52 Sagittarii

Observation data Epoch J2000 Equinox ICRS
- Constellation: Sagittarius
- Right ascension: 19^{h} 36^{m} 42.43288^{s}
- Declination: −24° 53′ 01.0288″
- Apparent magnitude (V): 4.59 + 9.2

Characteristics
- Evolutionary stage: main sequence
- Spectral type: B8/9V + K2–4V
- U−B color index: −0.15
- B−V color index: −0.06

Astrometry
- Radial velocity (R_{v}): −19.00 km/s
- Proper motion (μ): RA: +68.30 mas/yr Dec.: −21.51 mas/yr
- Parallax (π): 17.20±0.23 mas
- Distance: 190 ± 3 ly (58.1 ± 0.8 pc)
- Absolute magnitude (M_{V}): 0.77

Details

52 Sgr A
- Mass: 3.0±0.1 M_{☉}
- Radius: 2.1 R_{☉}
- Luminosity: 60.5+1.9 −1.8 L_{☉}
- Surface gravity (log g): 4.19 cgs
- Temperature: 10,592+74 −72 K
- Metallicity [Fe/H]: 0.00 dex
- Rotational velocity (v sin i): 48 km/s
- Age: 57.3±11.7 Myr
- Other designations: h^{2} Sgr, 52 Sgr, NSV 12191, CD−25°14184, GC 27089, HD 184707, HIP 96465, HR 7440, SAO 188337, CCDM J19367-2453AB, WDS J19367-2453AB, GSC 06893-02132

Database references
- SIMBAD: data

= 52 Sagittarii =

Binary star system in the constellation Sagittarius

52 Sagittarii is a binary star system in the southern constellation of Sagittarius. It has the Bayer designation h^{2} Sagittarii, while 52 Sagittarii is the Flamsteed designation. This system is visible to the naked eye as a faint, blue-white hued point of light with an apparent visual magnitude of 4.59. It is located approximately 190 light years away based on parallax, but is drifting closer with a radial velocity of −19 km/s.

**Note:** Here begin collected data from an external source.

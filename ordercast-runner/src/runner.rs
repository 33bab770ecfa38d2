//! Evaluation runner — wires together loading, aggregation, calendar
//! features, the split, and the forecast.
//!
//! One entry point: `run_evaluation()`, used by the CLI. Every stage is a
//! synchronous pass over the previous stage's table; the first failure
//! aborts the run and names the failing stage.

use std::path::Path;

use chrono::NaiveDate;
use serde::{Deserialize, Serialize};
use thiserror::Error;

use ordercast_core::aggregate::aggregate_daily;
use ordercast_core::calendar::{derive_calendar_fields, HolidaySet};
use ordercast_core::data::LoadError;
use ordercast_core::domain::AugmentedSeries;
use ordercast_core::stats::trailing_mean;

use crate::config::{ConfigError, EvalConfig};
use crate::data_loader::{resolve_orders, LoadedOrders};
use crate::forecast::{mean_absolute_error, persistence_forecast, ForecastError};
use crate::split::split_at;

/// Errors from the runner, naming the failing stage.
#[derive(Debug, Error)]
pub enum RunError {
    #[error("config error: {0}")]
    Config(#[from] ConfigError),

    #[error("load error: {0}")]
    Load(#[from] LoadError),

    #[error("aggregation produced an empty series")]
    EmptySeries,

    #[error("split produced an empty training range (no days before {cutoff})")]
    EmptyTrain { cutoff: NaiveDate },

    #[error("split produced an empty test range (no days on or after {cutoff})")]
    EmptyTest { cutoff: NaiveDate },

    #[error("forecast error: {0}")]
    Forecast(#[from] ForecastError),
}

/// Current schema version for persisted artifacts.
pub const SCHEMA_VERSION: u32 = 1;

/// One scored test point.
#[derive(Debug, Clone, PartialEq, Serialize, Deserialize)]
pub struct ForecastPoint {
    pub date: NaiveDate,
    pub actual: u64,
    pub forecast: f64,
    pub abs_error: f64,
}

/// Complete result of one evaluation run.
#[derive(Debug, Clone, Serialize, Deserialize)]
pub struct EvalResult {
    /// Schema version for forward-compatible deserialization.
    #[serde(default = "default_schema_version")]
    pub schema_version: u32,
    pub csv_path: String,
    pub cutoff_date: NaiveDate,
    pub window: usize,
    pub dataset_hash: String,
    pub has_synthetic: bool,
    pub record_count: usize,
    pub day_count: usize,
    pub train_days: usize,
    pub test_days: usize,
    /// Holiday calendar years used for the holiday flag.
    pub calendar_years: Vec<i32>,
    /// Last defined trailing mean of the training range (the forecast).
    pub last_train_ma: f64,
    /// Mean absolute error of the persistence forecast over the test range.
    pub mae: f64,
    /// The full augmented daily series.
    pub series: AugmentedSeries,
    /// Per-point test forecasts.
    pub forecast: Vec<ForecastPoint>,
}

/// Default schema version for deserializing older JSON without the field.
fn default_schema_version() -> u32 {
    SCHEMA_VERSION
}

/// Options controlling order resolution.
#[derive(Debug, Clone, Copy, Default)]
pub struct RunOptions {
    /// Generate synthetic orders when the CSV is missing.
    pub synthetic: bool,
}

/// Run the full evaluation pipeline.
///
/// Validates the config first, so a hand-built `EvalConfig` that never went
/// through `from_toml` still fails with `RunError::Config` rather than
/// panicking downstream.
pub fn run_evaluation(config: &EvalConfig, opts: &RunOptions) -> Result<EvalResult, RunError> {
    config.validate()?;
    let cutoff = config.cutoff()?;
    let window = config.evaluation.window;

    let loaded: LoadedOrders = resolve_orders(Path::new(&config.data.csv_path), opts.synthetic)?;

    let series = aggregate_daily(&loaded.records);
    if series.is_empty() {
        return Err(RunError::EmptySeries);
    }

    let calendar_years = config
        .calendar
        .years
        .clone()
        .unwrap_or_else(|| series.years());
    let holidays = HolidaySet::for_years(&calendar_years);
    let augmented = derive_calendar_fields(&series, &holidays);

    let (train, test) = split_at(&augmented, cutoff);
    if train.is_empty() {
        return Err(RunError::EmptyTrain { cutoff });
    }
    if test.is_empty() {
        return Err(RunError::EmptyTest { cutoff });
    }

    let train_ma = trailing_mean(&train.quantities(), window);
    let forecast_values = persistence_forecast(&train_ma, test.len(), window)?;
    let actual = test.quantities();
    let mae = mean_absolute_error(&actual, &forecast_values)?;
    let last_train_ma = forecast_values[0];

    let forecast = test
        .points
        .iter()
        .zip(&forecast_values)
        .map(|(point, &value)| ForecastPoint {
            date: point.date,
            actual: point.total_quantity,
            forecast: value,
            abs_error: (point.total_quantity as f64 - value).abs(),
        })
        .collect();

    let has_synthetic = loaded.has_synthetic();
    Ok(EvalResult {
        schema_version: SCHEMA_VERSION,
        csv_path: config.data.csv_path.clone(),
        cutoff_date: cutoff,
        window,
        dataset_hash: loaded.dataset_hash,
        has_synthetic,
        record_count: loaded.records.len(),
        day_count: augmented.len(),
        train_days: train.len(),
        test_days: test.len(),
        calendar_years,
        last_train_ma,
        mae,
        series: augmented,
        forecast,
    })
}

The primary component is a B-type main-sequence star with a stellar classification of B8/9V. Garrison and Gray (1994) assigned it a class of kB8 hB9 HeA0 Va (Sr Fe II), displaying the calcium K line of a B8 class star, the hydrogen lines of a B9 star, and the helium lines of an A0 star, along with overabundances of strontium and iron. It is around 57 million years old with three times the mass of the Sun and about 2.1 times the Sun's radius. It is radiating 60.5 times the luminosity of the Sun from its photosphere at an effective temperature of 10,592 K. The star is spinning with a projected rotational velocity of 48 km/s.

52 Sagittarii has one companion at an angular separation of 2.4 arcsecond. This object is magnitude 9.2 with a spectral class in the K2V-K4V range, and is believed to be the source of X-ray emissions from the system.